Collected data:
//! # tripchat
//!
//! tripchat runs a fixed-order conversation between several prompt-configured
//! LLM "participants" until one of them mentions a termination marker or a
//! turn budget runs out. The crate provides the pieces that conversation is
//! assembled from:
//!
//! * **Provider Clients**: a [`ClientWrapper`] trait with an OpenAI-compatible
//!   implementation ([`clients::openai::OpenAIClient`]) and an OpenRouter
//!   wrapper ([`clients::openrouter::OpenRouterClient`]) that carries
//!   per-model capability metadata ([`ModelInfo`])
//! * **Participants**: [`Participant`] pairs a name, a description, and a
//!   fixed system instruction with a shared client; its one capability is
//!   producing the next message from the transcript
//! * **Round-Robin Loop**: [`RoundRobinChat`] owns the ordered participant
//!   list and the append-only [`Transcript`], drives turns in strict cyclic
//!   order, and stops on a [`TerminationCondition`] (marker mention or turn
//!   budget), a client failure, or cancellation
//! * **Event Stream**: the loop publishes [`ChatEvent`]s, including
//!   incremental streaming chunks, through a bounded channel that the
//!   [`console`] sink renders while the model call is still in flight
//!
//! ## Example
//!
//! ```rust,no_run
//! use std::sync::Arc;
//! use tripchat::clients::openai::OpenAIClient;
//! use tripchat::{Participant, RoundRobinChat, TerminationCondition};
//!
//! #[tokio::main]
//! async fn main() -> Result<(), Box<dyn std::error::Error>> {
//!     tripchat::init_logger();
//!
//!     let client = Arc::new(OpenAIClient::new_with_model_string(
//!         &std::env::var("OPENAI_API_KEY")?,
//!         "gpt-4o-mini",
//!     ));
//!
//!     let participants = vec![
//!         Participant::new("poet", "Writes verse.", "You answer in rhyme.", Arc::clone(&client)),
//!         Participant::new("critic", "Reviews verse.", "You critique the poem, then say DONE.", client),
//!     ];
//!
//!     let mut chat = RoundRobinChat::new(participants, TerminationCondition::new("DONE", 6))?;
//!     let summary = chat.run("Write a haiku about rain.").await?;
//!     println!("finished: {:?} after {} turn(s)", summary.reason, summary.turns_taken);
//!     Ok(())
//! }
//! ```
//!
//! The binary in `src/main.rs` wires the four trip-planning participants
//! (planner, local guide, language advisor, summarizer) against OpenRouter and
//! streams the conversation to the terminal.

use std::sync::Once;

static INIT_LOGGER: Once = Once::new();

/// Initialise the global [`env_logger`] subscriber exactly once.
///
/// Lightweight on purpose so applications embedding tripchat can opt in to
/// `RUST_LOG` driven diagnostics without choosing a logging backend upfront.
///
/// ```rust
/// tripchat::init_logger();
/// log::info!("Logger is ready");
/// ```
pub fn init_logger() {
    INIT_LOGGER.call_once(|| {
        env_logger::init();
    });
}

// Import the top-level `tripchat` module.
pub mod tripchat;

// Re-exporting key items for easier external access.
pub use crate::tripchat::client_wrapper;
pub use crate::tripchat::client_wrapper::{
    ClientWrapper, Message, MessageChunk, MessageChunkStream, ModelFamily, ModelInfo,
    RequestCapabilities, Role, SendError, TokenUsage,
};
pub use crate::tripchat::clients;
pub use crate::tripchat::console;
pub use crate::tripchat::error::ChatError;
pub use crate::tripchat::event::ChatEvent;
pub use crate::tripchat::group_chat::{CancelHandle, ChatState, RoundRobinChat, RunSummary};
pub use crate::tripchat::participant::Participant;
pub use crate::tripchat::provider::{OpenRouterConfig, Provider};
pub use crate::tripchat::termination::{TerminationCondition, TerminationReason};
pub use crate::tripchat::transcript::{Transcript, TranscriptEntry};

TASK ITEM ->
Copy out the lines of the data where the string "TerminationCondition" occurs.

ANSWER SECTION ->
//!   order, and stops on a [`TerminationCondition`] (marker mention or turn
//! use tripchat::{Participant, RoundRobinChat, TerminationCondition};
//!     let mut chat = RoundRobinChat::new(participants, TerminationCondition::new("DONE", 6))?;
pub use crate::tripchat::termination::{TerminationCondition, TerminationReason};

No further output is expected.